TASK PROMPT: Type again, exactly, the lines below from the start through the line that includes "the three strongest".

RECORDS TO USE:
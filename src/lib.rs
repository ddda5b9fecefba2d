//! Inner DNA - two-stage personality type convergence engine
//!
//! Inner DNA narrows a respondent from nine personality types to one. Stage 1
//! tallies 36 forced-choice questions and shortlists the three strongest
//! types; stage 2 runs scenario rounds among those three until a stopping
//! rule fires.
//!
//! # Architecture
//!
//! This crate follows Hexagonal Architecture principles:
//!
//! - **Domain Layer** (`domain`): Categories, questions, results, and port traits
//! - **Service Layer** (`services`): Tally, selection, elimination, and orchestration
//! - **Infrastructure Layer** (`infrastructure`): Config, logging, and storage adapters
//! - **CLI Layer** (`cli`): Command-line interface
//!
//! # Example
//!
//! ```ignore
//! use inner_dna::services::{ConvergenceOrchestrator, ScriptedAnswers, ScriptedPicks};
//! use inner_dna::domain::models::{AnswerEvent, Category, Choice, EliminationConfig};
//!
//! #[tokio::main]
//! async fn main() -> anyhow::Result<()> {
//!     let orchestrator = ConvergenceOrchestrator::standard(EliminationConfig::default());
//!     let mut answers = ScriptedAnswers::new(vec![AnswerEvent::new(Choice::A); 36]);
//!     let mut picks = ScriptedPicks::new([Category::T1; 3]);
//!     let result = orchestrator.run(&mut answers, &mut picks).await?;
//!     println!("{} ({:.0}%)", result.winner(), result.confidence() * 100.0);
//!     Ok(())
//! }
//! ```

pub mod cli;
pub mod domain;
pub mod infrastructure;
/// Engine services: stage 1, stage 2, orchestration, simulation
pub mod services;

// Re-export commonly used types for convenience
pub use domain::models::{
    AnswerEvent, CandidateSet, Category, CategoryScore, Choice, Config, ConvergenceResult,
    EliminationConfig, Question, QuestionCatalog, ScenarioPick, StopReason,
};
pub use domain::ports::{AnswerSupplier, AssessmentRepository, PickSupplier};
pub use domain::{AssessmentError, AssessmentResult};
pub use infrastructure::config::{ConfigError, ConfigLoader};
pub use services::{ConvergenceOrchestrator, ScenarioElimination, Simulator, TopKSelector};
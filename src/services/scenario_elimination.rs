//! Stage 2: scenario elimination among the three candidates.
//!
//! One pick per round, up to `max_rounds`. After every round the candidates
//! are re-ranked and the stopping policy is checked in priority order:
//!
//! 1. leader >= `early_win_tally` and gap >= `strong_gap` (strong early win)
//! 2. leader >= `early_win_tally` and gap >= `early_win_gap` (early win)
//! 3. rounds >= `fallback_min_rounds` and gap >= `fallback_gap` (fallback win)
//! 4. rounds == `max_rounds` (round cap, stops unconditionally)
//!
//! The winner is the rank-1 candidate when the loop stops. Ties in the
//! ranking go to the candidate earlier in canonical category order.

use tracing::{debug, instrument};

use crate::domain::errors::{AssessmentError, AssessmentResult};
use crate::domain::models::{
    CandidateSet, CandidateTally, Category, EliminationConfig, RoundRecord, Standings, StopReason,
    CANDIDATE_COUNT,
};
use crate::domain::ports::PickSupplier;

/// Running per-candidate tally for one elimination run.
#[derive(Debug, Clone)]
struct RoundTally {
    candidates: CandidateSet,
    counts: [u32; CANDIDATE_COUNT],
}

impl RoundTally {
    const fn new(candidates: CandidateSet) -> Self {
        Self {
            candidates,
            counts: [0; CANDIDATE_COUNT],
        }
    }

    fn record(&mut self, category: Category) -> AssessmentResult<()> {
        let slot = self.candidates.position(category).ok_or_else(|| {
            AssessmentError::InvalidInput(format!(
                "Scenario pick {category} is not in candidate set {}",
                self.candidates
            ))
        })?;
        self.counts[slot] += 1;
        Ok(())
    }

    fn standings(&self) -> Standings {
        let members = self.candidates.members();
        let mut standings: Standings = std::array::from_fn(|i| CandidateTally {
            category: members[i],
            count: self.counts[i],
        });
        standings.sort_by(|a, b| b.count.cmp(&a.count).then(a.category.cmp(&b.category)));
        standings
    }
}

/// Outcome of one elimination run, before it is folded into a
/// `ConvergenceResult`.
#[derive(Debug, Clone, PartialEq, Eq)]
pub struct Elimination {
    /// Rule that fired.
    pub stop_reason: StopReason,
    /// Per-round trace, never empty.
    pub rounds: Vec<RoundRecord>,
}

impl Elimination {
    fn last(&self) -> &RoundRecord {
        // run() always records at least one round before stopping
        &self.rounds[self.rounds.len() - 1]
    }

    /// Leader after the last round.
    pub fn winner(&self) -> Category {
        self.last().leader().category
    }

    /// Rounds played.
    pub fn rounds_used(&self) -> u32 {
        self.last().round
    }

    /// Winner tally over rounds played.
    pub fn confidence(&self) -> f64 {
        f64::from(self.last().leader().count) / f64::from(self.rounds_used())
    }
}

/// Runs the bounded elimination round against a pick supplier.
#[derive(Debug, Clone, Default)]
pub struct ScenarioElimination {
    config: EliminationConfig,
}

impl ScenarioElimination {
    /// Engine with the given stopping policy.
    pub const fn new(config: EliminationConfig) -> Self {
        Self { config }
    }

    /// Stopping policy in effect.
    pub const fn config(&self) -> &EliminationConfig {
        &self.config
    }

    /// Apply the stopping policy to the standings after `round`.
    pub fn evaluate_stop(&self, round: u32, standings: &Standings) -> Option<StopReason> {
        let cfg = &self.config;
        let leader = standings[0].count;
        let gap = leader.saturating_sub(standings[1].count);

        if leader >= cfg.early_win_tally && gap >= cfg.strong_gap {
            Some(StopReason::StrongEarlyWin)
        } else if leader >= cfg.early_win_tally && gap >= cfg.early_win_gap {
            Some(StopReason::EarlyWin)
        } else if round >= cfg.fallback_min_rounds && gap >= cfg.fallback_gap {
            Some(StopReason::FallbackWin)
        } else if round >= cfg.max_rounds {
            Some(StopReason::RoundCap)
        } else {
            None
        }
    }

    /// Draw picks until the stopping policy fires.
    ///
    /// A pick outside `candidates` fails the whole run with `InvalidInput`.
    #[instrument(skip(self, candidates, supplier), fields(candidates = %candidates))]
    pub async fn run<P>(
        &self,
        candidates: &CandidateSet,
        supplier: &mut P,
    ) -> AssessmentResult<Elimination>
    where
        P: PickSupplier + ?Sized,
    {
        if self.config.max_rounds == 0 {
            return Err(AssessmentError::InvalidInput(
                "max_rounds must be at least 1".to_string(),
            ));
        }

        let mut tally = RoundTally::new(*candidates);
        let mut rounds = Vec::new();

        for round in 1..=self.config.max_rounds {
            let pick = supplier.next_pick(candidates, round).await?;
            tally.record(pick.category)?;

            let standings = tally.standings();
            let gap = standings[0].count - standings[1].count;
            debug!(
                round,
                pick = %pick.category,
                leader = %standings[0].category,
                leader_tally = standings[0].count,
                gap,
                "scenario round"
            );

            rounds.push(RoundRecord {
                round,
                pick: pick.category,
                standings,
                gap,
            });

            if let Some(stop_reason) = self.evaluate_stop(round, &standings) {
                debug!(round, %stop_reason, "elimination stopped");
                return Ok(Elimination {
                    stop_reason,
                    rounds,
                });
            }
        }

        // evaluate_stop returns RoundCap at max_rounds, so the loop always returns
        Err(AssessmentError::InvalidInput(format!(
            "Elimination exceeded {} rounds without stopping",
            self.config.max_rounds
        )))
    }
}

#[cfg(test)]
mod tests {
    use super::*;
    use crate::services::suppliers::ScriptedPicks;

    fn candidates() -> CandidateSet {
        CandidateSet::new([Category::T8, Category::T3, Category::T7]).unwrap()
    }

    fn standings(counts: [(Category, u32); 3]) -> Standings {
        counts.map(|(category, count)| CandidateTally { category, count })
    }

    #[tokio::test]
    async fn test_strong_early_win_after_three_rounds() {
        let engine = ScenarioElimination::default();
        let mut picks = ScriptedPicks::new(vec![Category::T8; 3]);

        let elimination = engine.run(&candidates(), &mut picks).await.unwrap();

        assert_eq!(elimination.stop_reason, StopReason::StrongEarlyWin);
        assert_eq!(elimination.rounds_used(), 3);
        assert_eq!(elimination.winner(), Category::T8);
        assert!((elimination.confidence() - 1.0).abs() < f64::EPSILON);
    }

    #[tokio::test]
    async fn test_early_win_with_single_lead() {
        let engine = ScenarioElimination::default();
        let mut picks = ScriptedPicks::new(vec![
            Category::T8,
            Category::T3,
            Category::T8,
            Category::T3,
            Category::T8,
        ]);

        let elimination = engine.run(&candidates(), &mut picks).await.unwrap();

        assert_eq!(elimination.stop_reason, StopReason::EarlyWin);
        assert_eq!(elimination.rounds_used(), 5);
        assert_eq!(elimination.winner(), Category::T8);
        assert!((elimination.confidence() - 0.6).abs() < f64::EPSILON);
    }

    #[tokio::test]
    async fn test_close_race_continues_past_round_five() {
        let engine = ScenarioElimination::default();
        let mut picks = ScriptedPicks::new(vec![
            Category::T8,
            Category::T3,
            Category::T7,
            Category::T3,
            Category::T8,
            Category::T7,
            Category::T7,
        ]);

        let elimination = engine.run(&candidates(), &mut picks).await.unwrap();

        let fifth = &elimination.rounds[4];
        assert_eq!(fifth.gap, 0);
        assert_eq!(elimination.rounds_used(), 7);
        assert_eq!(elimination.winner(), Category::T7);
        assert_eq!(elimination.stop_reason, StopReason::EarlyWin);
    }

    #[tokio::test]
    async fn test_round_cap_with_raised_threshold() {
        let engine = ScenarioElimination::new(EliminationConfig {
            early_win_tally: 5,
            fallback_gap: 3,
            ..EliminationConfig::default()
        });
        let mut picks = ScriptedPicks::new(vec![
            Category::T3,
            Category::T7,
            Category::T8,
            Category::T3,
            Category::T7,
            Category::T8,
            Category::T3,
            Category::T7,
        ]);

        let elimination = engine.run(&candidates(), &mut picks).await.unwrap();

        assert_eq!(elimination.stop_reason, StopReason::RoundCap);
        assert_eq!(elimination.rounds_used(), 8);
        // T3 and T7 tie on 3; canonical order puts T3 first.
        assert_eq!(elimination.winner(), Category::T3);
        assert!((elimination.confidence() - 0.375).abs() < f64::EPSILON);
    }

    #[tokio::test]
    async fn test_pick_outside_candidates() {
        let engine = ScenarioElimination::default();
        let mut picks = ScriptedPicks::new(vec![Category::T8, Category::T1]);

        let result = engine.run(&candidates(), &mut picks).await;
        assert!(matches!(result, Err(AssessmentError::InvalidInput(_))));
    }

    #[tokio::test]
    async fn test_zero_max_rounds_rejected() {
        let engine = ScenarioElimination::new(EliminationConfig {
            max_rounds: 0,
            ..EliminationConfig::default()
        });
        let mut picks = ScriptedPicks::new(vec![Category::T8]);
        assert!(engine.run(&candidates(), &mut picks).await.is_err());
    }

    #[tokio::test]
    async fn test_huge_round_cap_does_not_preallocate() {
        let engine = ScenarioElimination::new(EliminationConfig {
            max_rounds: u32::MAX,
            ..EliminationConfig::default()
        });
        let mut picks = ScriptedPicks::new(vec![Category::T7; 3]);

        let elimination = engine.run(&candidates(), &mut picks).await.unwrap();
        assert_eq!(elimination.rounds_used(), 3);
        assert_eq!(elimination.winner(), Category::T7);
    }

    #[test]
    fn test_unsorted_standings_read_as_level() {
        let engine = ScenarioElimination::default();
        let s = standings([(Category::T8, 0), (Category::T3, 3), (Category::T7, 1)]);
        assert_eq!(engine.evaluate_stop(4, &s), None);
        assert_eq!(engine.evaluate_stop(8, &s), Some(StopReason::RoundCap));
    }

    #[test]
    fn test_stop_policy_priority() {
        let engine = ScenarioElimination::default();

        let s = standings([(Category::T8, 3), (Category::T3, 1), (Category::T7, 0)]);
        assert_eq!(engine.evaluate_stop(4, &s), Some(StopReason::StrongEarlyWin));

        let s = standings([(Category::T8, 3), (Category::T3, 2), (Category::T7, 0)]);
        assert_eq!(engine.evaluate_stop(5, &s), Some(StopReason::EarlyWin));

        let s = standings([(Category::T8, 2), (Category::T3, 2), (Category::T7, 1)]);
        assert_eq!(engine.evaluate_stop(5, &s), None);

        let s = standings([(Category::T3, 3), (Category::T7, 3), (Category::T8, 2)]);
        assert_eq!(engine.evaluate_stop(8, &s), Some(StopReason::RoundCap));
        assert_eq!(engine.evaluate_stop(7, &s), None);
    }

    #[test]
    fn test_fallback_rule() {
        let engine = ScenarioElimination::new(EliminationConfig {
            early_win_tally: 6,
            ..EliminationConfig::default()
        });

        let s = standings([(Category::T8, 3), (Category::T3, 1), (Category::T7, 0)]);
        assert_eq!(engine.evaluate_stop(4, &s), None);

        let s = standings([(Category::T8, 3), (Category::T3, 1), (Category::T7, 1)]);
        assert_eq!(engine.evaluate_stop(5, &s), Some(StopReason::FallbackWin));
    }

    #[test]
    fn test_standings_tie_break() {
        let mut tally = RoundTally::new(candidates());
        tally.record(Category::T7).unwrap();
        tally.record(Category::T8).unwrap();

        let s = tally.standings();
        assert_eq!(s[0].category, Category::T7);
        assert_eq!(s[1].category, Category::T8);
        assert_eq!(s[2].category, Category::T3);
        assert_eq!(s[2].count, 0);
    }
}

ANSWER TO THE EXERCISE:
filename src/lib.rs
repository ddda5b9fecefba2d
//! Inner DNA - two-stage personality type convergence engine
//!
//! Inner DNA narrows a respondent from nine personality types to one. Stage 1
//! tallies 36 forced-choice questions and shortlists the three strongest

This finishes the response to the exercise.